Boosting ultra-fast charging in lithium metal batteries through enhanced solvent–anion interaction via conjugation effect

Abstract

In pursuit of higher energy density, adopting a lithium metal anode holds promise for the evolving battery technology. Nevertheless, practical obstacles persist, including explosion hazards, restricted fast charging (>5C), and lithium metal compatibility issues. To tackle these challenges, we devised a non-flammable deep eutectic electrolyte (DEE) comprising lithium bisfluorosulfonimide (LiFSI) and prop-1-ene-1,3-sultone (PES). This DEE demonstrates exceptional attributes, including near 98.76% Coulombic efficiency and a high ionic conductivity of 1.96 mS cm⁻¹. We found that the electron-absorbing effect of the double-bonded structure enhances the interactions between PES and FSI⁻, releasing more free lithium ions and boosting the Li⁺ transference number of 0.78. Our engineered DEE fosters the formation of a robust organic–inorganic gradient solid electrolyte interphase (SEI) with a surface layer rich in organic species and an inner layer rich in inorganic species.

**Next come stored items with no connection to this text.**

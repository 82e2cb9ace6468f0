//! Shaping engine and session data as plugin values

use std::collections::HashMap;
use convertor_core::Value;
use convertor_session::{Conversion, ConversionChart, FavoritePair, HistoryEntry};
use convertor_units::{format_unit, Unit, UnitCategory, UNITS};

fn object<const N: usize>(fields: [(&str, Value); N]) -> Value {
    Value::Object(fields.into_iter().map(|(k, v)| (k.to_string(), v)).collect::<HashMap<_, _>>())
}

pub fn category_value(category: &UnitCategory) -> Value {
    object([
        ("name", Value::from(category.name)),
        ("label", Value::from(category.label())),
        ("icon", Value::from(category.icon)),
        ("units", Value::from(category.units.to_vec())),
    ])
}

pub fn unit_value(unit: &Unit) -> Value {
    let base = UNITS.base_unit(unit.dimension)
        .map(|u| Value::from(u.id.as_str()))
        .unwrap_or(Value::Null);
    object([
        ("id", Value::from(unit.id.as_str())),
        ("display", Value::from(format_unit(&unit.id))),
        ("name", Value::from(unit.name.as_str())),
        ("symbol", Value::from(unit.symbol.as_str())),
        ("category", Value::from(unit.category.as_str())),
        ("dimension", Value::from(unit.dimension.name().map_or_else(|| unit.dimension.to_string(), str::to_string))),
        ("base_unit", base),
    ])
}

pub fn conversion_value(conversion: &Conversion) -> Value {
    object([
        ("value", Value::Number(conversion.value)),
        ("from_unit", Value::from(conversion.from_unit.as_str())),
        ("to_unit", Value::from(conversion.to_unit.as_str())),
        ("result", Value::Number(conversion.result)),
        ("headline", Value::from(conversion.headline())),
        ("formula", conversion.formula().map_or(Value::Null, Value::from)),
    ])
}

pub fn history_value(entry: &HistoryEntry) -> Value {
    object([
        ("timestamp", Value::from(entry.timestamp.as_str())),
        ("value", Value::Number(entry.value)),
        ("from_unit", Value::from(entry.from_unit.as_str())),
        ("to_unit", Value::from(entry.to_unit.as_str())),
        ("result", Value::Number(entry.result)),
        ("summary", Value::from(entry.summary())),
    ])
}

pub fn favorite_value(pair: &FavoritePair) -> Value {
    object([
        ("from", Value::from(pair.from.as_str())),
        ("to", Value::from(pair.to.as_str())),
        ("key", Value::from(pair.key())),
        ("label", Value::from(format!("{} → {}", format_unit(&pair.from), format_unit(&pair.to)))),
    ])
}

pub fn chart_value(chart: &ConversionChart) -> Value {
    let bars = chart.bars.iter().map(|bar| object([
        ("name", Value::from(bar.name)),
        ("label", Value::from(bar.label.as_str())),
        ("value", Value::Number(bar.value)),
        ("color", Value::from(bar.color)),
    ])).collect();
    object([
        ("title", Value::from(chart.title)),
        ("bars", Value::List(bars)),
        ("height", Value::Number(f64::from(chart.height))),
        ("barmode", Value::from(chart.barmode)),
        ("show_legend", Value::Bool(chart.show_legend)),
        ("font_color", Value::from(chart.font_color)),
    ])
}
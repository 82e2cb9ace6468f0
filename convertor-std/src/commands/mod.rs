//! Commands that read or change session state

mod convert;
mod favorites;
mod history;
mod theme;

pub use convert::{ConvertAndRecord, Chart};
pub use favorites::{ToggleFavorite, Favorites};
pub use history::{History, ClearHistory};
pub use theme::SetTheme;
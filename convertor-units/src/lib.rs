//! Convertor Units - unit catalog and conversion engine
//!
//! Seventeen categories of everyday units:
//! - Length, Weight, Time, Volume, Area, Speed
//! - Temperature (celsius, fahrenheit, kelvin, rankine) via kelvin
//! - Data, Frequency, Energy, Power, Pressure, Torque, Density, Airflow
//! - Electrical (volts, amperes, ohms, farads, henries, siemens)
//! - Currency, against a configured fixed-rate table
//!
//! Units convert only within a dimension. Everything else is an error value,
//! never a guess.

mod dimension;
mod unit;
mod temperature;
mod units;
mod catalog;
mod currency;
mod convert;

pub use dimension::Dimension;
pub use unit::{Unit, Scale, ConversionError};
pub use temperature::TemperatureScale;
pub use units::{UnitRegistry, UNITS};
pub use catalog::{UnitCategory, CATALOG, categories, category, category_of, search, format_unit};
pub use currency::{CurrencyRates, RatesError};
pub use convert::{Converter, convert, formula};
//! Server configuration from the environment
//!
//! - `CONVERTOR_RATES_PATH`: JSON exchange-rate table (optional)
//! - `CONVERTOR_THEME`: initial theme, `dark` (default) or `light`
//! - `RUST_LOG`: log filter, read by the subscriber in `main`

use std::env;
use std::path::Path;
use thiserror::Error;
use tracing::{info, warn};
use convertor_session::Theme;
use convertor_units::{CurrencyRates, RatesError};

pub const RATES_PATH_VAR: &str = "CONVERTOR_RATES_PATH";
pub const THEME_VAR: &str = "CONVERTOR_THEME";

#[derive(Debug, Error)]
pub enum ConfigError {
    #[error("CONVERTOR_RATES_PATH: {0}")]
    Rates(#[from] RatesError),

    #[error("CONVERTOR_THEME must be 'dark' or 'light', got '{0}'")]
    InvalidTheme(String),
}

#[derive(Debug, Clone, Default)]
pub struct ServerConfig {
    pub rates: CurrencyRates,
    pub theme: Theme,
}

impl ServerConfig {
    pub fn from_env() -> Self {
        Self::from_lookup(|key| env::var(key).ok())
    }

    /// Build from any variable source. A bad setting is logged and replaced
    /// by its default; the server always starts.
    pub fn from_lookup(lookup: impl Fn(&str) -> Option<String>) -> Self {
        let rates = match load_rates(lookup(RATES_PATH_VAR).as_deref()) {
            Ok(rates) => rates,
            Err(e) => {
                warn!(error = %e, "starting without exchange rates");
                CurrencyRates::empty()
            }
        };
        let theme = match parse_theme(lookup(THEME_VAR).as_deref()) {
            Ok(theme) => theme,
            Err(e) => {
                warn!(error = %e, "falling back to the default theme");
                Theme::default()
            }
        };
        info!(currencies = rates.rates.len(), %theme, "configuration loaded");
        ServerConfig { rates, theme }
    }
}

fn load_rates(path: Option<&str>) -> Result<CurrencyRates, ConfigError> {
    match path.map(str::trim).filter(|p| !p.is_empty()) {
        Some(path) => Ok(CurrencyRates::from_path(Path::new(path))?),
        None => Ok(CurrencyRates::empty()),
    }
}

fn parse_theme(value: Option<&str>) -> Result<Theme, ConfigError> {
    match value {
        None => Ok(Theme::default()),
        Some(v) => Theme::parse(v).ok_or_else(|| ConfigError::InvalidTheme(v.to_string())),
    }
}
//! Temperature scales
//!
//! Temperature is the one affine family in the catalog. Every scale is
//! normalized to kelvin and denormalized from it.

use std::fmt;
use serde::{Serialize, Deserialize};

/// Offset between the Celsius and Kelvin zero points
pub const CELSIUS_OFFSET: f64 = 273.15;

/// Offset between the Fahrenheit and Rankine zero points
pub const FAHRENHEIT_OFFSET: f64 = 459.67;

/// A temperature scale known to the converter
#[derive(Debug, Clone, Copy, PartialEq, Eq, Hash, Serialize, Deserialize)]
#[serde(rename_all = "lowercase")]
pub enum TemperatureScale {
    Celsius,
    Fahrenheit,
    Kelvin,
    Rankine,
}

impl TemperatureScale {
    pub const ALL: [TemperatureScale; 4] = [
        TemperatureScale::Celsius,
        TemperatureScale::Fahrenheit,
        TemperatureScale::Kelvin,
        TemperatureScale::Rankine,
    ];

    /// Catalog identifier of this scale
    pub fn id(&self) -> &'static str {
        match self {
            TemperatureScale::Celsius => "celsius",
            TemperatureScale::Fahrenheit => "fahrenheit",
            TemperatureScale::Kelvin => "kelvin",
            TemperatureScale::Rankine => "rankine",
        }
    }

    pub fn symbol(&self) -> &'static str {
        match self {
            TemperatureScale::Celsius => "°C",
            TemperatureScale::Fahrenheit => "°F",
            TemperatureScale::Kelvin => "K",
            TemperatureScale::Rankine => "°R",
        }
    }

    /// Normalize a reading on this scale to kelvin
    pub fn to_kelvin(&self, value: f64) -> f64 {
        match self {
            TemperatureScale::Celsius => value + CELSIUS_OFFSET,
            TemperatureScale::Fahrenheit => (value + FAHRENHEIT_OFFSET) * 5.0 / 9.0,
            TemperatureScale::Rankine => value * 5.0 / 9.0,
            TemperatureScale::Kelvin => value,
        }
    }

    /// Express a kelvin value on this scale
    pub fn from_kelvin(&self, kelvin: f64) -> f64 {
        match self {
            TemperatureScale::Celsius => kelvin - CELSIUS_OFFSET,
            TemperatureScale::Fahrenheit => kelvin * 9.0 / 5.0 - FAHRENHEIT_OFFSET,
            TemperatureScale::Rankine => kelvin * 9.0 / 5.0,
            TemperatureScale::Kelvin => kelvin,
        }
    }

    /// Convert a reading from this scale to `target`
    pub fn convert(&self, value: f64, target: TemperatureScale) -> f64 {
        target.from_kelvin(self.to_kelvin(value))
    }
}

impl fmt::Display for TemperatureScale {
    fn fmt(&self, f: &mut fmt::Formatter<'_>) -> fmt::Result {
        write!(f, "{}", self.id())
    }
}

#[cfg(test)]
mod tests {
    use super::*;
    use approx::assert_abs_diff_eq;

    #[test]
    fn test_fixed_points() {
        use TemperatureScale::*;

        assert_abs_diff_eq!(Celsius.convert(0.0, Fahrenheit), 32.0, epsilon = 1e-9);
        assert_abs_diff_eq!(Celsius.convert(100.0, Kelvin), 373.15, epsilon = 1e-9);
        assert_abs_diff_eq!(Fahrenheit.convert(32.0, Celsius), 0.0, epsilon = 1e-9);
        assert_abs_diff_eq!(Fahrenheit.convert(212.0, Celsius), 100.0, epsilon = 1e-9);
        assert_abs_diff_eq!(Celsius.convert(-40.0, Fahrenheit), -40.0, epsilon = 1e-9);
    }

    #[test]
    fn test_absolute_zero() {
        use TemperatureScale::*;

        assert_abs_diff_eq!(Kelvin.convert(0.0, Celsius), -273.15, epsilon = 1e-9);
        assert_abs_diff_eq!(Kelvin.convert(0.0, Fahrenheit), -459.67, epsilon = 1e-9);
        assert_abs_diff_eq!(Kelvin.convert(0.0, Rankine), 0.0, epsilon = 1e-9);
    }

    #[test]
    fn test_rankine_tracks_fahrenheit_steps() {
        use TemperatureScale::*;

        let r0 = Fahrenheit.convert(0.0, Rankine);
        let r1 = Fahrenheit.convert(1.0, Rankine);
        assert_abs_diff_eq!(r0, 459.67, epsilon = 1e-9);
        assert_abs_diff_eq!(r1 - r0, 1.0, epsilon = 1e-9);
    }

    #[test]
    fn test_identity_for_every_scale() {
        for scale in TemperatureScale::ALL {
            assert_abs_diff_eq!(scale.convert(21.5, scale), 21.5, epsilon = 1e-9);
        }
    }
}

The high Li⁺ transfer number and stable SEI together enable ultra-fast charging and sustained cycling, with 81.32% capacity retention after 1000 cycles at 10C in the LiFePO₄‖DEE‖Li battery. Meanwhile, the mechanistic reasons behind fast charging performance are elaborated by theoretical calculations, and its practical applicability is underscored through successful implementation in pouch cells with high loading and 30 μm of Li metal.